Lejos de ser una derrota del régimen, la decisión -orquestada bajo el nuevo liderazgo de Delcy Rodríguez– es leída por los expertos como un movimiento táctico de supervivencia. El foco ya no está en proteger a los antiguos leales, sino en estabilizar un modelo económico y político que clama por el levantamiento de sanciones para mantenerse a flote.
Para entender la entrega de Saab, es necesario mirar los recientes reacomodos en el Palacio de Miraflores. Según Miguel Ángel López, director de la Unidad Académica de Relaciones Internacionales y Políticas Públicas Globales de la Universidad de Chile, Saab es hoy “un peón menor”.
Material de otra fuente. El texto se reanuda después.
//! Per-page processing budget.
//!
//! Tree walks in the minifier and the extractor call [Budget::check] as they go,
//! so a pathological page is dropped with [Skip::Timeout] instead of stalling a worker.
//! Parsing itself cannot be interrupted: markup is bounded before it is parsed,
//! see [crate::dom::max_open_elements].
use std::time::{Duration, Instant};

use crate::error::Skip;

#[derive(Debug, Clone, Copy)]
pub struct Budget {
    deadline: Option<Instant>,
}

impl Budget {
    /// Budget expiring `timeout` from now. [None] never expires.
    pub fn new(timeout: Option<Duration>) -> Self {
        Self {
            deadline: timeout.map(|t| Instant::now() + t),
        }
    }

    pub fn unlimited() -> Self {
        Self { deadline: None }
    }

    pub fn is_expired(&self) -> bool {
        self.deadline.map_or(false, |d| Instant::now() >= d)
    }

    pub fn check(&self) -> Result<(), Skip> {
        if self.is_expired() {
            Err(Skip::Timeout)
        } else {
            Ok(())
        }
    }
}
/// Elements holding raw text, in which tags are not markup.
const RAW_TEXT: &[&str] = &[
    "iframe", "noembed", "noframes", "noscript", "plaintext", "script", "style", "textarea",
    "title", "xmp",
];

/// Position of the `</name` that closes a raw text element, if any.
fn raw_text_end(html: &str, from: usize, name: &str) -> Option<usize> {
    let bytes = html.as_bytes();
    let len = name.len() + 2;
    (from..bytes.len().saturating_sub(len - 1)).find(|&i| {
        bytes[i] == b'<'
            && bytes[i + 1] == b'/'
            && bytes[i + 2..i + len].eq_ignore_ascii_case(name.as_bytes())
    })
}

/// Peak number of elements left open by the markup, from a lexical scan.
///
/// Void elements and elements with an optional end tag are not counted.
/// An end tag closes one open element of the same name, if there is one.
/// The scan stops as soon as the count goes over `limit`.
///
/// html5ever spends super-linear time on deeply nested or unclosed markup
/// (`<a><div>` repeated), so this runs before any parsing.
pub fn max_open_elements(html: &str, limit: usize) -> usize {
    let mut by_name: HashMap<String, usize> = HashMap::new();
    let (mut open, mut peak) = (0usize, 0usize);
    let mut pos = 0;
    while let Some(caps) = TAG_RE.captures(&html[pos..]) {
        let whole = match caps.get(0) {
            Some(m) => m,
            None => break,
        };
        pos += whole.end();
        let name = match caps.get(2) {
            Some(name) => name.as_str().to_ascii_lowercase(),
            None => {
                // comment
                match html[pos..].find("-->") {
                    Some(end) => pos += end + 3,
                    None => break,
                }
                continue;
            }
        };
        if VOID_ELEMENTS.contains(&name.as_str()) || OPTIONAL_END.contains(&name.as_str()) {
            continue;
        }
        let closing = caps.get(1).map_or(false, |c| !c.as_str().is_empty());
        if closing {
            if let Some(count) = by_name.get_mut(&name).filter(|c| **c > 0) {
                *count -= 1;
                open -= 1;
            }
            continue;
        }
        if RAW_TEXT.contains(&name.as_str()) {
            match raw_text_end(html, pos, &name) {
                Some(end) => pos = end,
                None => break,
            }
        }
        *by_name.entry(name).or_default() += 1;
        open += 1;
        peak = peak.max(open);
        if peak > limit {
            break;
        }
    }
    peak
}

#[derive(Debug, Clone)]
pub struct Document {
    nodes: Vec<Node>,
}

impl Default for Document {
    fn default() -> Self {
        Self::new()
    }
}

impl Document {
    /// Empty document, only holding the root node.
    pub fn new() -> Self {
        Self {
            nodes: vec![Node::new(NodeData::Root)],
        }
    }

    /// Parse an HTML document, recovering from any markup error.
    pub fn parse(html: &str) -> Self {
        let source = Html::parse_document(html);
        let mut doc = Document::new();

        // None entries stand for skipped source nodes (comments, doctypes...)
        let mut stack: Vec<Option<NodeId>> = Vec::new();
        for edge in source.tree.root().traverse() {
            match edge {
                SourceEdge::Open(node) => {
                    let parent = stack.iter().rev().flatten().next().copied();
                    let id = match node.value() {
                        scraper::Node::Document | scraper::Node::Fragment => Some(doc.root()),
                        scraper::Node::Element(el) => parent.map(|p| {
                            let element = Element {
                                name: el.name().to_string(),
                                attrs: el
                                    .attrs()
                                    .map(|(k, v)| (k.to_string(), v.to_string()))
                                    .collect(),
                            };
                            doc.append(p, NodeData::Element(element))
                        }),
                        scraper::Node::Text(t) => {
                            if let Some(p) = parent {
                                doc.append_text(p, &**t);
                            }
                            None
                        }
                        _ => None,
                    };
                    stack.push(id);
                }
                SourceEdge::Close(_) => {
                    stack.pop();
                }
            }
        }
        doc
    }

    /// Parse an HTML document, refusing markup nested deeper than [MAX_OPEN_ELEMENTS].
    pub fn parse_bounded(html: &str) -> Result<Self, Skip> {
        if max_open_elements(html, MAX_OPEN_ELEMENTS) > MAX_OPEN_ELEMENTS {
            return Err(Skip::TooLarge);
        }
        Ok(Self::parse(html))
    }

    pub fn root(&self) -> NodeId {
        NodeId(0)
    }

    pub fn len(&self) -> usize {
        self.nodes.len()
    }

    pub fn is_empty(&self) -> bool {
        self.first_child(self.root()).is_none()
    }

    pub fn get(&self, id: NodeId) -> &Node {
        &self.nodes[id.0]
    }

    pub fn parent(&self, id: NodeId) -> Option<NodeId> {
        self.nodes[id.0].parent
    }

    pub fn first_child(&self, id: NodeId) -> Option<NodeId> {
        self.nodes[id.0].first_child
    }

    pub fn last_child(&self, id: NodeId) -> Option<NodeId> {
        self.nodes[id.0].last_child
    }

    pub fn next_sibling(&self, id: NodeId) -> Option<NodeId> {
        self.nodes[id.0].next_sibling
    }

    pub fn prev_sibling(&self, id: NodeId) -> Option<NodeId> {
        self.nodes[id.0].prev_sibling
    }

    pub fn children(&self, id: NodeId) -> Children<'_> {
        Children {
            doc: self,
            next: self.first_child(id),
        }
    }

    /// Append a new last child to `parent`.
    pub fn append(&mut self, parent: NodeId, data: NodeData) -> NodeId {
        let id = NodeId(self.nodes.len());
        let mut node = Node::new(data);
        node.parent = Some(parent);
        node.prev_sibling = self.nodes[parent.0].last_child;
        self.nodes.push(node);

        match self.nodes[parent.0].last_child {
            Some(last) => self.nodes[last.0].next_sibling = Some(id),
            None => self.nodes[parent.0].first_child = Some(id),
        }
        self.nodes[parent.0].last_child = Some(id);
        id
    }

    /// Append text to `parent`, merging with a trailing text child.
    ///
    /// Adjacent text nodes would be merged by any re-parse,
    /// so they are never created in the first place.
    pub fn append_text(&mut self, parent: NodeId, text: &str) -> Option<NodeId> {
        if text.is_empty() {
            return None;
        }
        if let Some(last) = self.last_child(parent) {
            if let NodeData::Text(existing) = &mut self.nodes[last.0].data {
                existing.push_str(text);
                return Some(last);
            }
        }
        Some(self.append(parent, NodeData::Text(text.to_string())))
    }

    /// Unlink a node (and its subtree) from the tree.
    ///
    /// The arena slot is kept but becomes unreachable.
    pub fn detach(&mut self, id: NodeId) {
        let (parent, prev, next) = {
            let node = &self.nodes[id.0];
            (node.parent, node.prev_sibling, node.next_sibling)
        };
        if let Some(p) = prev {
            self.nodes[p.0].next_sibling = next;
        } else if let Some(parent) = parent {
            self.nodes[parent.0].first_child = next;
        }
        if let Some(n) = next {
            self.nodes[n.0].prev_sibling = prev;
        } else if let Some(parent) = parent {
            self.nodes[parent.0].last_child = prev;
        }
        let node = &mut self.nodes[id.0];
        node.parent = None;
        node.prev_sibling = None;
        node.next_sibling = None;
    }

    pub fn text_mut(&mut self, id: NodeId) -> Option<&mut String> {
        match &mut self.nodes[id.0].data {
            NodeData::Text(t) => Some(t),
            _ => None,
        }
    }

    /// Depth-first open/close events below (and including) `id`.
    pub fn traverse(&self, id: NodeId) -> Traverse<'_> {
        Traverse {
            doc: self,
            root: id,
            next: Some(Edge::Open(id)),
        }
    }

    /// Nodes below (and including) `id`, in document order.
    pub fn descendants(&self, id: NodeId) -> impl Iterator<Item = NodeId> + '_ {
        self.traverse(id).filter_map(|edge| match edge {
            Edge::Open(id) => Some(id),
            Edge::Close(_) => None,
        })
    }

    /// Number of ancestors, root included.
    pub fn depth(&self, id: NodeId) -> usize {
        let mut depth = 0;
        let mut current = self.parent(id);
        while let Some(p) = current {
            depth += 1;
            current = self.parent(p);
        }
        depth
    }

    /// Whether `ancestor` is `id` or one of its ancestors.
    pub fn is_ancestor(&self, ancestor: NodeId, id: NodeId) -> bool {
        let mut current = Some(id);
        while let Some(c) = current {
            if c == ancestor {
                return true;
            }
            current = self.parent(c);
        }
        false
    }

    /// Whitespace-normalized text content of a subtree.
    ///
    /// Block boundaries and `<br>` count as whitespace.
    pub fn text_content(&self, id: NodeId) -> String {
        let mut raw = String::new();
        for edge in self.traverse(id) {
            match edge {
                Edge::Open(n) => match &self.get(n).data {
                    NodeData::Text(t) => raw.push_str(t),
                    NodeData::Element(e) if e.name == "br" || is_block(&e.name) => {
                        raw.push(' ')
                    }
                    _ => (),
                },
                Edge::Close(n) => {
                    if self.get(n).name().map_or(false, is_block) {
                        raw.push(' ');
                    }
                }
            }
        }
        crate::types::normalize_whitespace(&raw)
    }

    /// Serialize the document back to HTML.
    ///
    /// Block elements are put on their own lines, which has no effect on content
    /// once whitespace is collapsed.
    pub fn to_html(&self) -> String {
        let mut out = String::new();
        for edge in self.traverse(self.root()) {
            match edge {
                Edge::Open(id) => match &self.get(id).data {
                    NodeData::Root => (),
                    NodeData::Text(t) => out.push_str(&html_escape::encode_text(t)),
                    NodeData::Element(e) => {
                        if is_block(&e.name) && !out.is_empty() && !out.ends_with('\n') {
                            out.push('\n');
                        }
                        out.push('<');
                        out.push_str(&e.name);
                        for (k, v) in &e.attrs {
                            out.push(' ');
                            out.push_str(k);
                            out.push_str("=\"");
                            out.push_str(&html_escape::encode_double_quoted_attribute(v));
                            out.push('"');
                        }
                        out.push('>');
                    }
                },
                Edge::Close(id) => {
                    if let Some(e) = self.get(id).element() {
                        if !VOID_ELEMENTS.contains(&e.name.as_str()) {
                            out.push_str("</");
                            out.push_str(&e.name);
                            out.push('>');
                        }
                        if is_block(&e.name) {
                            out.push('\n');
                        }
                    }
                }
            }
        }
        out.trim_end().to_string()
    }
}
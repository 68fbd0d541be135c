//! # ccqa
//!
//! Question/answer mining from web archives: WARC captures are minified,
//! question/answer structures are extracted from the markup, and records
//! of a same url are merged into a deduplicated corpus.
//!
//! The library exposes every stage; the `ccqa` binary wires them to the command line.
pub mod budget;
pub mod cli;
pub mod dom;
pub mod error;
pub mod extract;
pub mod identifiers;
pub mod io;
pub mod minify;
pub mod pipelines;
pub mod processing;
pub mod sources;
pub mod types;
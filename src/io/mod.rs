/*!
# IO utilities

JSON lines loading and saving, used for both intermediate artifacts and the final corpus.
!*/
mod reader;
mod writer;

pub use reader::JsonlReader;
pub use writer::{JsonlWriter, WriterTrait};
use criterion::{black_box, criterion_group, criterion_main, BenchmarkId, Criterion};
use ccqa::budget::Budget;
use ccqa::dom::Document;
use ccqa::extract::Extractor;
use ccqa::minify::minify_html;
use ccqa::pipelines::ordered::ordered_map;

fn faq_page(questions: usize) -> String {
    let mut page = String::from(
        "<html><head><title>FAQ</title><script>var tracking = 1;</script></head><body>\
         <nav><a href=\"/\">Home</a></nav><h1>Frequently asked questions</h1>",
    );
    for i in 0..questions {
        page += &format!(
            "<div class=\"faq-item\" onclick=\"toggle({i})\">\
             <h3>How do I reset password number {i}?</h3>\
             <p style=\"color: red\">Go to   settings, then <b>security</b>, then press reset {i}.</p>\
             </div>"
        );
    }
    page += "<footer><p>Contact us.</p></footer></body></html>";
    page
}

fn extract_benchmark(c: &mut Criterion) {
    let mut group = c.benchmark_group("Extraction");
    let extractor = Extractor::default();
    for n in [10, 100, 1000] {
        let raw = faq_page(n);
        let minified = minify_html(&raw, &Budget::unlimited()).unwrap();

        group.bench_with_input(BenchmarkId::new("minify", n), &raw, |b, raw| {
            b.iter(|| minify_html(black_box(raw), &Budget::unlimited()))
        });
        group.bench_with_input(BenchmarkId::new("pairs", n), &minified, |b, html| {
            b.iter(|| {
                let doc = Document::parse(black_box(html));
                extractor.pairs(&doc, &Budget::unlimited())
            })
        });
    }
    group.finish();
}

fn ordered_map_benchmark(c: &mut Criterion) {
    let pages: Vec<String> = (0..64).map(|_| faq_page(20)).collect();
    let mut group = c.benchmark_group("Ordered map");
    for workers in [1, 4] {
        group.bench_with_input(BenchmarkId::new("minify", workers), &workers, |b, &w| {
            b.iter(|| {
                let mut total = 0;
                ordered_map(
                    pages.iter(),
                    w,
                    16,
                    |page| minify_html(page, &Budget::unlimited()).map(|h| h.len()),
                    |len| {
                        total += len.unwrap_or(0);
                        Ok(())
                    },
                )
                .unwrap();
                total
            })
        });
    }
    group.finish();
}

criterion_group!(benches, extract_benchmark, ordered_map_benchmark);
criterion_main!(benches);
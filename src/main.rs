//! # ccqa
//!
//! Question/answer mining pipeline for web archive captures.
//!
//! ```sh
//! USAGE:
//!     ccqa <SUBCOMMAND>
//!
//! SUBCOMMANDS:
//!     aggregate    Merge QA records by url
//!     extract      Extract question/answer pairs from minified pages
//!     help         Prints this message or the help of the given subcommand(s)
//!     minify       Minify the HTML responses of a WARC file
//!     pipeline     Run minify, extract and aggregate in one pass
//! ```
//!
//! Set `RUST_LOG=info` to get run summaries.
use ccqa::cli::Ccqa;
use ccqa::error::Error;
use ccqa::pipelines::{
    AggregatePipeline, ExtractPipeline, FullPipeline, MinifyPipeline, Pipeline,
};
use log::debug;
use structopt::StructOpt;

fn main() -> Result<(), Error> {
    env_logger::init();

    let opt = Ccqa::from_args();
    debug!("cli args\n{:#?}", opt);

    let config = opt.common().config();
    let stats_path = opt.common().stats.clone();

    let stats = match opt {
        Ccqa::Minify(m) => MinifyPipeline::new(m.src, m.dst, config).run()?,
        Ccqa::Extract(e) => ExtractPipeline::new(e.src, e.dst, e.lid_path, config).run()?,
        Ccqa::Aggregate(a) => AggregatePipeline::new(a.src, a.dst, config).run()?,
        Ccqa::Pipeline(p) => FullPipeline::new(p.src, p.dst, p.lid_path, config).run()?,
    };

    if let Some(path) = stats_path {
        stats.save(&path)?;
    }
    Ok(())
}
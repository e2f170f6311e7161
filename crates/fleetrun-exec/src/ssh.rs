//! SSH session implementation using the russh crate

use std::sync::Arc;
use std::time::{Duration, Instant};

use async_trait::async_trait;
use russh::keys::ssh_key;
use russh::keys::{PrivateKeyWithHashAlg, load_secret_key};
use russh::{ChannelMsg, Disconnect, client};
use tokio::time::timeout;
use tracing::{debug, error, instrument};

use crate::auth::AuthMethod;
use crate::error::ExecError;
use crate::result::{CommandOutput, ConnectionInfo};
use crate::traits::RemoteSession;

/// SSH client handler for russh
#[derive(Debug)]
struct SshClientHandler;

impl client::Handler for SshClientHandler {
    type Error = russh::Error;

    async fn check_server_key(
        &mut self,
        _server_public_key: &ssh_key::PublicKey,
    ) -> Result<bool, Self::Error> {
        // Accept all server keys (like StrictHostKeyChecking=no)
        // In production, this should verify against known_hosts
        Ok(true)
    }
}

/// SSH-backed `RemoteSession`
///
/// One instance serves one host task; the underlying russh handle exists
/// only between `open` and `shutdown`.
#[derive(Default)]
pub struct SshSession {
    session: Option<client::Handle<SshClientHandler>>,
    host: String,
}

impl std::fmt::Debug for SshSession {
    fn fmt(&self, f: &mut std::fmt::Formatter<'_>) -> std::fmt::Result {
        f.debug_struct("SshSession")
            .field("host", &self.host)
            .field("connected", &self.session.is_some())
            .finish_non_exhaustive()
    }
}

impl SshSession {
    /// Create an unconnected session
    #[must_use]
    pub fn new() -> Self {
        Self::default()
    }

    async fn authenticate(
        session: &mut client::Handle<SshClientHandler>,
        user: &str,
        auth: &AuthMethod,
    ) -> Result<(), ExecError> {
        match auth {
            AuthMethod::Key(key_path) => {
                let key_pair =
                    load_secret_key(key_path, None).map_err(|e| ExecError::Key(e.to_string()))?;

                let hash_alg = session
                    .best_supported_rsa_hash()
                    .await
                    .ok()
                    .flatten()
                    .flatten();
                let auth_res = session
                    .authenticate_publickey(
                        user,
                        PrivateKeyWithHashAlg::new(Arc::new(key_pair), hash_alg),
                    )
                    .await
                    .map_err(|e| ExecError::Auth(e.to_string()))?;

                if !auth_res.success() {
                    return Err(ExecError::Auth(
                        "public key authentication failed".to_string(),
                    ));
                }
            }
            AuthMethod::Password(password) => {
                let auth_res = session
                    .authenticate_password(user, password)
                    .await
                    .map_err(|e| ExecError::Auth(e.to_string()))?;

                if !auth_res.success() {
                    return Err(ExecError::Auth(
                        "password authentication failed".to_string(),
                    ));
                }
            }
        }

        Ok(())
    }

    async fn run_inner(&mut self, cmd: &str) -> Result<CommandOutput, ExecError> {
        let session = self.session.as_mut().ok_or(ExecError::NotConnected)?;

        debug!(command = %cmd, "executing remote command");

        let start = Instant::now();

        // Open session channel
        let mut channel = session
            .channel_open_session()
            .await
            .map_err(|e| ExecError::ChannelClosed(e.to_string()))?;

        // Execute command
        channel
            .exec(true, cmd)
            .await
            .map_err(|e| ExecError::ChannelClosed(e.to_string()))?;

        // Collect output
        let mut exit_code = -1;
        let mut stdout = Vec::new();
        let mut stderr = Vec::new();

        loop {
            let msg = channel.wait().await;

            match msg {
                Some(ChannelMsg::Data { data }) => {
                    stdout.extend_from_slice(&data);
                }
                Some(ChannelMsg::ExtendedData { data, ext }) => {
                    if ext == 1 {
                        // stderr
                        stderr.extend_from_slice(&data);
                    }
                }
                Some(ChannelMsg::ExitStatus { exit_status }) => {
                    exit_code = exit_status.cast_signed();
                }
                Some(ChannelMsg::Eof) | None => break,
                _ => {}
            }
        }

        let duration = start.elapsed();
        let stdout = String::from_utf8_lossy(&stdout).to_string();
        let stderr = String::from_utf8_lossy(&stderr).to_string();

        Ok(CommandOutput {
            exit_code,
            stdout,
            stderr,
            duration,
        })
    }
}

#[async_trait]
impl RemoteSession for SshSession {
    #[instrument(skip(self, auth), fields(host = %info.host))]
    async fn open(
        &mut self,
        info: &ConnectionInfo,
        auth: &AuthMethod,
        connect_timeout: Duration,
    ) -> Result<(), ExecError> {
        self.host = info.host.clone();

        // Resolve the address up front so name failures are distinguishable
        // from transport rejections
        let addr = tokio::net::lookup_host((&info.host[..], info.port))
            .await
            .map_err(|e| ExecError::Resolution(format!("{}: {e}", info.host)))?
            .next()
            .ok_or_else(|| {
                ExecError::Resolution(format!("{}: no addresses found", info.host))
            })?;

        let config = client::Config::default();
        let config = Arc::new(config);
        let handler = SshClientHandler;

        let connect = client::connect(config, addr, handler);
        let mut session = match timeout(connect_timeout, connect).await {
            Ok(Ok(session)) => session,
            Ok(Err(e)) => {
                return Err(ExecError::Refused(e.to_string()));
            }
            Err(_) => {
                return Err(ExecError::ConnectTimeout {
                    timeout: connect_timeout,
                });
            }
        };

        Self::authenticate(&mut session, &info.user, auth).await?;

        self.session = Some(session);
        Ok(())
    }

    #[instrument(skip(self, cmd), fields(host = %self.host))]
    async fn run(
        &mut self,
        cmd: &str,
        timeout_duration: Duration,
    ) -> Result<CommandOutput, ExecError> {
        let start = Instant::now();

        let result = timeout(timeout_duration, self.run_inner(cmd)).await;

        match result {
            Ok(Ok(output)) => Ok(output),
            Ok(Err(e)) => Err(e),
            Err(_) => {
                error!(
                    command = %cmd,
                    timeout = ?timeout_duration,
                    elapsed = ?start.elapsed(),
                    "command timed out"
                );
                Err(ExecError::CommandTimeout {
                    timeout: timeout_duration,
                })
            }
        }
    }

    async fn shutdown(&mut self) {
        if let Some(session) = self.session.take() {
            // Best effort; the peer may already be gone
            let _ = session
                .disconnect(Disconnect::ByApplication, "", "English")
                .await;
            debug!(host = %self.host, "SSH disconnected");
        }
    }
}

#[cfg(test)]
mod tests {
    // These tests require an SSH server - marked as ignored
    #[tokio::test]
    #[ignore = "requires SSH server"]
    async fn test_ssh_connection() {
        // Would require a test SSH server; the connection lifecycle is
        // covered against scripted sessions in connection.rs
    }
}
“La salida de Saab es un sacrificio ante una petición de Estados Unidos, que ejerce un control indirecto sobre el gobierno actual al manejar gran parte de las reservas de petróleo”, explica López Varas. El académico señala que esta entrega funciona como un “movimiento de limpieza” mediante el cual Delcy Rodríguez busca alejarse de la figura de Maduro y consolidar apoyo interno.
“Estamos pasando de un chavismo y un madurismo, a lo que podríamos llamar un ‘rodriguismo'”, afirma, destacando que entregar a una figura impopular acusada de lavado de dinero y sobreprecios también envía una señal de cooperación al mundo. El exministro de Relaciones Exteriores de Chile, Ignacio Walker, es aún más tajante sobre esta transición.